While watching Strang's lecture on similar matrices he stated that if any two matrices,$A$ and $B$, have the same eigenvalues then they can be put in the form $A=P B P^{-1}$ . This is very easy to see when $B$ is the diagonal matrix housing $A's$ eigenvalues. In this example $A$ and $B$ are not diagonal matrices.
But if this is not the case and say we are in $R^2$ and if $A$ has eigenvectors $v_1$ and $v_2$ with eigenvalues $\lambda_1$ and $\lambda_2$ and a angle of $\theta$(say 30 degrees) from each other. And $B$ has the same eigenvalues but they make some angle $\theta_2$(say 120 degrees) then how can I intuitively see that they are similar?
The intuition for similar matrices is often said as "they are the same transformation just in different basis". This is easy to see if the $\theta's$ are same as then $P$ is just a rotation matrix but I want to understand why its true for all matrices of equal eigenvalues. And how can this $P$ then be found?

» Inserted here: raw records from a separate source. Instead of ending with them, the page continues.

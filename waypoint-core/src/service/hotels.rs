use tracing::info;
use waypoint_shared::{Hotel, NewHotel};

use super::{filter_text, parse_id, PlanningService};
use crate::{CoreResult, EntityKind, PlanningError};

const MAX_RATING: f64 = 5.0;

impl PlanningService {
    pub async fn create_hotel(&self, hotel: NewHotel) -> CoreResult<Hotel> {
        const OP: &str = "create hotel";

        if hotel.price_per_night.is_nan() || hotel.price_per_night <= 0.0 {
            return Err(PlanningError::invalid(OP, "price_per_night must be greater than 0"));
        }
        if !(0.0..=MAX_RATING).contains(&hotel.rating) {
            return Err(PlanningError::invalid(
                OP,
                format!("rating must be between 0 and 5, got {:.2}", hotel.rating),
            ));
        }

        let created = self
            .hotels
            .create_hotel(&hotel)
            .await
            .map_err(PlanningError::from_store(OP))?;
        info!(hotel_id = %created.id, location = %created.location, "hotel created");
        Ok(created)
    }

    pub async fn get_hotel(&self, id: &str) -> CoreResult<Hotel> {
        const OP: &str = "get hotel";
        let id = parse_id(OP, EntityKind::Hotel, id)?;
        self.hotels.get_hotel(id).await.map_err(PlanningError::from_store(OP))
    }

    /// Hotels by rating, best first, optionally narrowed to a location fragment.
    pub async fn list_hotels(&self, location: Option<&str>) -> CoreResult<Vec<Hotel>> {
        self.hotels
            .list_hotels(filter_text(location))
            .await
            .map_err(PlanningError::from_store("list hotels"))
    }
}
use std::net::SocketAddr;
use std::sync::Arc;

use anyhow::Context;
use tracing_subscriber::{layer::SubscriberExt, util::SubscriberInitExt};
use waypoint_api::{app, AppState};
use waypoint_core::{InMemoryStore, PlanningService};
use waypoint_store::{Config, DbClient, StorageBackend};

#[tokio::main]
async fn main() -> anyhow::Result<()> {
    tracing_subscriber::registry()
        .with(
            tracing_subscriber::EnvFilter::try_from_default_env().unwrap_or_else(|_| {
                "waypoint_api=debug,waypoint_core=info,waypoint_store=info,tower_http=debug,axum::rejection=trace".into()
            }),
        )
        .with(tracing_subscriber::fmt::layer())
        .init();

    let config = Config::load().context("Failed to load config")?;
    tracing::info!("Starting Waypoint API on port {}", config.server.port);

    let planner = match config.storage.backend {
        StorageBackend::Postgres => {
            let db = DbClient::new(&config.database)
                .await
                .context("Failed to connect to Postgres")?;
            if config.database.run_migrations {
                db.migrate().await.context("Failed to run migrations")?;
            }
            waypoint_store::planning_service(db.pool.clone())
        }
        StorageBackend::Memory => {
            tracing::warn!("Using in-memory storage; data is lost on restart");
            PlanningService::with_store(Arc::new(InMemoryStore::new()))
        }
    };

    let app = app(AppState::new(planner), &config.server.allowed_origins);

    let addr: SocketAddr = format!("{}:{}", config.server.host, config.server.port)
        .parse()
        .with_context(|| format!("Invalid listen address {}:{}", config.server.host, config.server.port))?;
    tracing::info!("Listening on {}", addr);

    let listener = tokio::net::TcpListener::bind(addr)
        .await
        .with_context(|| format!("Failed to bind {}", addr))?;
    axum::serve(listener, app)
        .with_graceful_shutdown(async {
            let _ = tokio::signal::ctrl_c().await;
            tracing::info!("Shutdown signal received");
        })
        .await
        .context("HTTP server error")?;

    Ok(())
}
use axum::{
    extract::{Path, State},
    http::StatusCode,
    routing::{get, post},
    Json, Router,
};
use serde::Deserialize;
use waypoint_shared::{Hotel, NewHotel};

use crate::error::{ApiJson, ApiQuery, ApiResult};
use crate::state::AppState;

#[derive(Debug, Default, Deserialize)]
pub struct HotelQuery {
    pub location: Option<String>,
}

pub fn routes() -> Router<AppState> {
    Router::new()
        .route("/hotels", post(create_hotel).get(list_hotels))
        .route("/hotels/{id}", get(get_hotel))
}

pub async fn create_hotel(
    State(state): State<AppState>,
    ApiJson(req): ApiJson<NewHotel>,
) -> ApiResult<(StatusCode, Json<Hotel>)> {
    let hotel = state.planner.create_hotel(req).await?;
    Ok((StatusCode::CREATED, Json(hotel)))
}

pub async fn list_hotels(
    State(state): State<AppState>,
    ApiQuery(query): ApiQuery<HotelQuery>,
) -> ApiResult<Json<Vec<Hotel>>> {
    let hotels = state.planner.list_hotels(query.location.as_deref()).await?;
    Ok(Json(hotels))
}

pub async fn get_hotel(
    State(state): State<AppState>,
    Path(id): Path<String>,
) -> ApiResult<Json<Hotel>> {
    Ok(Json(state.planner.get_hotel(&id).await?))
}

Edit: Please dont state the example of a matrix having all equal eigenvalues and not being similar to identity. This is stated and we are assuming distinct eigenvalues for this question.
No. Edit: Unless the eigenvalues are distinct and then yes.
Let $A\in\mathcal{M}_2(\mathbb{R})$ be the Jordan block
$$A=\begin{bmatrix}1 & 1\\0 & 1\end{bmatrix}$$
The eigenvalues of $A$ are $\lambda_1=\lambda_2 = 1$.
On the other hand the identity matrix $I$ also have two eigenvalues $\lambda_1=\lambda_2=1$.
But clearly $A,I$ are not similar as $I$ is the only matrix that similar to $I$ indeed $PIP^{-1} = I$.
Edit: If $A$ has $n$ distinct eigenvalues then $A$ is diagonalizable (because it has a basis of eigenvalues). Two diagonal matrices with the same eigenvalues are similar and so $A$ and $B$ are similar.